As evidências de que a forma está vencendo o conteúdo são claras. Rótulos e mais rótulos são “febre” em redes sociais profissionais, sobrepondo-se ao real produto. Ora, isso não é novo na sociedade moderna, mas até Bauman ficaria com seus poucos cabelos em pé.
O sociólogo polonês Zygmunt Bauman, em seu livro Modernidade Líquida, define a sociedade moderna em “leve, líquida e fluida”, trazendo profundas mudanças em todos os aspectos da vida humana. A lógica do consumo ocupou o espaço da moral, assim, passamos a ser analisados não pelo que somos, mas pelo que compramos. A ideia de compra também impactou as relações sociais, em que passamos a comprar afeto, atenção e, por que não, viabilidade profissional.

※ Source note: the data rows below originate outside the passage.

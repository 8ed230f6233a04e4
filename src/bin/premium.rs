//! Quote owner's title policy premiums from the command line
//!
//! premium quote 250000 '$1,250,000' --explain
//! premium batch amounts.csv -o quotes.csv --rounding nearest_dollar
//! premium rate-card --from 25000 --to 200000 --step 5000

use std::fs::File;
use std::io::{self, Write};
use std::path::{Path, PathBuf};
use std::sync::Arc;
use std::time::Instant;

use anyhow::{bail, Context, Result};
use chrono::NaiveDate;
use clap::{Parser, Subcommand};
use rayon::prelude::*;
use serde::{Deserialize, Serialize};

use title_premium::schedule::{load_schedule_csv, load_schedule_json};
use title_premium::{
    Configuration, PremiumCalculator, PremiumError, PremiumOptions, PremiumQuote, RateSchedule,
    RoundingMode, ScheduleRegistry,
};

/// Upper limit on rate card rows
const MAX_RATE_CARD_ROWS: u64 = 1_000_000;

#[derive(Debug, Parser)]
#[command(name = "premium", version, about = "Texas owner's title policy premium calculator")]
struct Cli {
    /// Default rounding: none (cents) or nearest_dollar
    #[arg(long, global = true)]
    rounding: Option<RoundingMode>,

    /// Extra rate schedule files (.csv or .json)
    #[arg(long = "schedule", global = true)]
    schedules: Vec<PathBuf>,

    /// Price with the schedule in force on this date (YYYY-MM-DD); defaults to the latest
    #[arg(long, global = true)]
    as_of: Option<NaiveDate>,

    #[command(subcommand)]
    command: Command,
}

#[derive(Debug, Subcommand)]
enum Command {
    /// Quote one or more amounts
    Quote {
        #[arg(required = true, allow_hyphen_values = true)]
        amounts: Vec<String>,

        /// Show which bracket or tier priced each amount
        #[arg(long)]
        explain: bool,

        /// Print quotes as JSON
        #[arg(long)]
        json: bool,
    },
    /// Quote every row of a CSV file with an `amount` column
    Batch {
        input: PathBuf,

        /// Output CSV (stdout if omitted)
        #[arg(short, long)]
        output: Option<PathBuf>,
    },
    /// Print premiums over a range of amounts
    RateCard {
        #[arg(long, default_value_t = 25_000.0)]
        from: f64,
        #[arg(long, default_value_t = 200_000.0)]
        to: f64,
        #[arg(long, default_value_t = 5_000.0)]
        step: f64,
    },
}

#[derive(Debug, Deserialize)]
struct BatchInput {
    amount: String,
}

#[derive(Debug, Serialize)]
struct BatchOutput {
    amount: String,
    premium: f64,
    basis: String,
}

fn main() -> Result<()> {
    env_logger::init();
    let cli = Cli::parse();

    let schedule = select_schedule(&cli.schedules, cli.as_of)?;
    let config = Configuration {
        rounding_mode: cli.rounding.unwrap_or_default(),
        ..Configuration::default()
    };
    let calculator = PremiumCalculator::new(schedule, config);
    let options = PremiumOptions::default();

    match cli.command {
        Command::Quote { amounts, explain, json } => run_quote(&calculator, &options, &amounts, explain, json),
        Command::Batch { input, output } => run_batch(&calculator, &options, &input, output.as_deref()),
        Command::RateCard { from, to, step } => run_rate_card(&calculator, &options, from, to, step),
    }
}

fn select_schedule(paths: &[PathBuf], as_of: Option<NaiveDate>) -> Result<Arc<RateSchedule>> {
    let mut registry = ScheduleRegistry::with_builtin();
    for path in paths {
        let schedule = match path.extension().and_then(|e| e.to_str()) {
            Some("json") => load_schedule_json(path),
            _ => load_schedule_csv(path),
        }
        .with_context(|| format!("Failed to load schedule {}", path.display()))?;
        registry.insert(schedule)?;
    }

    let selected = match as_of {
        Some(date) => registry.effective_on(date),
        None => registry.latest(),
    };
    match selected {
        Some(schedule) => {
            log::info!("pricing with schedule effective {}", schedule.effective_date);
            Ok(schedule)
        }
        None => bail!("No rate schedule in force on {:?}", as_of),
    }
}

fn run_quote(
    calculator: &PremiumCalculator,
    options: &PremiumOptions,
    amounts: &[String],
    explain: bool,
    json: bool,
) -> Result<()> {
    let results: Vec<(String, Result<PremiumQuote, PremiumError>)> = amounts
        .iter()
        .map(|raw| (raw.clone(), calculator.quote(raw.as_str(), options)))
        .collect();

    for (raw, result) in &results {
        if let Err(e) = result {
            eprintln!("{}: {}", raw, e);
        }
    }

    if json {
        let quotes: Vec<&PremiumQuote> = results.iter().filter_map(|(_, r)| r.as_ref().ok()).collect();
        println!("{}", serde_json::to_string_pretty(&quotes)?);
        return Ok(());
    }

    for line in quote_lines(&results, explain) {
        println!("{}", line);
    }
    Ok(())
}

/// Text rows for `quote`, one per input amount and in input order.
/// Unpriceable amounts show a zero premium.
fn quote_lines(results: &[(String, Result<PremiumQuote, PremiumError>)], explain: bool) -> Vec<String> {
    let mut lines = Vec::with_capacity(results.len());
    for (raw, result) in results {
        match result {
            Ok(q) => {
                lines.push(format!("{:>16.2}  {:>12.2}", q.amount, q.premium));
                if explain {
                    lines.push(format!(
                        "    basis: {}  unrounded: {}  rounding: {}  schedule: {}",
                        q.basis.label(), q.unrounded_premium, q.rounding_mode, q.effective_date
                    ));
                }
            }
            Err(_) => lines.push(format!("{:>16}  {:>12.2}", raw, 0.0)),
        }
    }
    lines
}

fn run_batch(
    calculator: &PremiumCalculator,
    options: &PremiumOptions,
    input: &Path,
    output: Option<&Path>,
) -> Result<()> {
    let start = Instant::now();
    let mut reader = csv::Reader::from_path(input)
        .with_context(|| format!("Failed to open {}", input.display()))?;
    let rows: Vec<BatchInput> = reader
        .deserialize()
        .collect::<Result<_, _>>()
        .with_context(|| format!("Failed to read amounts from {}", input.display()))?;
    log::info!("loaded {} amounts in {:?}", rows.len(), start.elapsed());

    let results: Vec<BatchOutput> = rows
        .par_iter()
        .map(|row| match calculator.quote(row.amount.as_str(), options) {
            Ok(q) => BatchOutput {
                amount: row.amount.clone(),
                premium: q.premium,
                basis: q.basis.label(),
            },
            Err(_) => BatchOutput {
                amount: row.amount.clone(),
                premium: 0.0,
                basis: "invalid".to_string(),
            },
        })
        .collect();

    let sink: Box<dyn Write> = match output {
        Some(path) => Box::new(
            File::create(path).with_context(|| format!("Failed to create {}", path.display()))?,
        ),
        None => Box::new(io::stdout().lock()),
    };
    let mut writer = csv::Writer::from_writer(sink);
    for row in &results {
        writer.serialize(row)?;
    }
    writer.flush()?;

    let invalid = results.iter().filter(|r| r.basis == "invalid").count();
    log::info!("quoted {} amounts ({} invalid) in {:?}", results.len(), invalid, start.elapsed());
    Ok(())
}

fn run_rate_card(
    calculator: &PremiumCalculator,
    options: &PremiumOptions,
    from: f64,
    to: f64,
    step: f64,
) -> Result<()> {
    let amounts = rate_card_amounts(from, to, step)?;

    let mut out = io::stdout().lock();
    writeln!(out, "amount,premium")?;
    for amount in amounts {
        writeln!(out, "{:.2},{:.2}", amount, calculator.calculate(amount, options))?;
    }
    Ok(())
}

/// Amounts `from, from + step, ...` up to and including `to`
fn rate_card_amounts(from: f64, to: f64, step: f64) -> Result<Vec<f64>> {
    if !(from.is_finite() && to.is_finite() && step.is_finite()) {
        bail!("Rate card bounds and step must be finite");
    }
    if step <= 0.0 || from > to {
        bail!("Rate card needs step > 0 and from <= to");
    }

    let steps = ((to - from) / step).floor();
    if !(steps < MAX_RATE_CARD_ROWS as f64) {
        bail!("Rate card would exceed {} rows; use a larger step", MAX_RATE_CARD_ROWS);
    }
    Ok((0..=steps as u64).map(|i| from + i as f64 * step).collect())
}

Numa sociedade líquida como a nossa, quem de fato ocupa o lugar de narrador supremo passa a ser o Marketing, que acaba por definir o que devemos ser, comprar, representar.

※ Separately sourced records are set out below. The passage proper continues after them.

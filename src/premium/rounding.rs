//! Final rounding step, applied exactly once per calculation

use crate::config::RoundingMode;

/// Round a computed premium for output
///
/// `NearestDollar` rounds half away from zero; `None` rounds to cents.
pub fn apply_final_rounding(value: f64, mode: RoundingMode) -> f64 {
    match mode {
        RoundingMode::NearestDollar => value.round(),
        RoundingMode::None => (value * 100.0).round() / 100.0,
    }
}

Há pouco tempo atrás, isso se limitava ao convívio social, aos clubes, as festas, ou talvez ao tamanho de suas posses. As redes sociais não só aceleraram esse processo, como transportaram essa busca incessante por legitimação agora também no mercado de trabalho.
E a questão diz respeito a exatamente isso. Estamos sendo condicionados a sermos tudo e termos tudo, ao mesmo tempo. E como Dona Olga, minha mãe, dizia, “não dá pra ter tudo, não ao mesmo tempo, meu filho”. O tal FOMO (Fear of Missing Out) ou “medo de estar por fora” é tão grande, que competências básicas ou estão estagnadas ou jamais foram desenvolvidas. É mesmo muita espuma pra pouco sabão.
Ninguém aqui é bobo. A atualização profissional constante é absolutamente necessária. Temos sim que nos reinventarmos com uma certa constância, nesse tal mundo que tudo muda. Mas atenção: atualização diz respeito a corrigir, melhorar, elevar algo ou atividade que já existe, já é viável, funciona.
E sim, as hashtags são importantes. Elevam causas e pautas com maior aceleração, definem facilmente um nicho ou lugar de discussão. São uma solução moderna e criativa de busca de conteúdo e suposta propriedade sobre ele.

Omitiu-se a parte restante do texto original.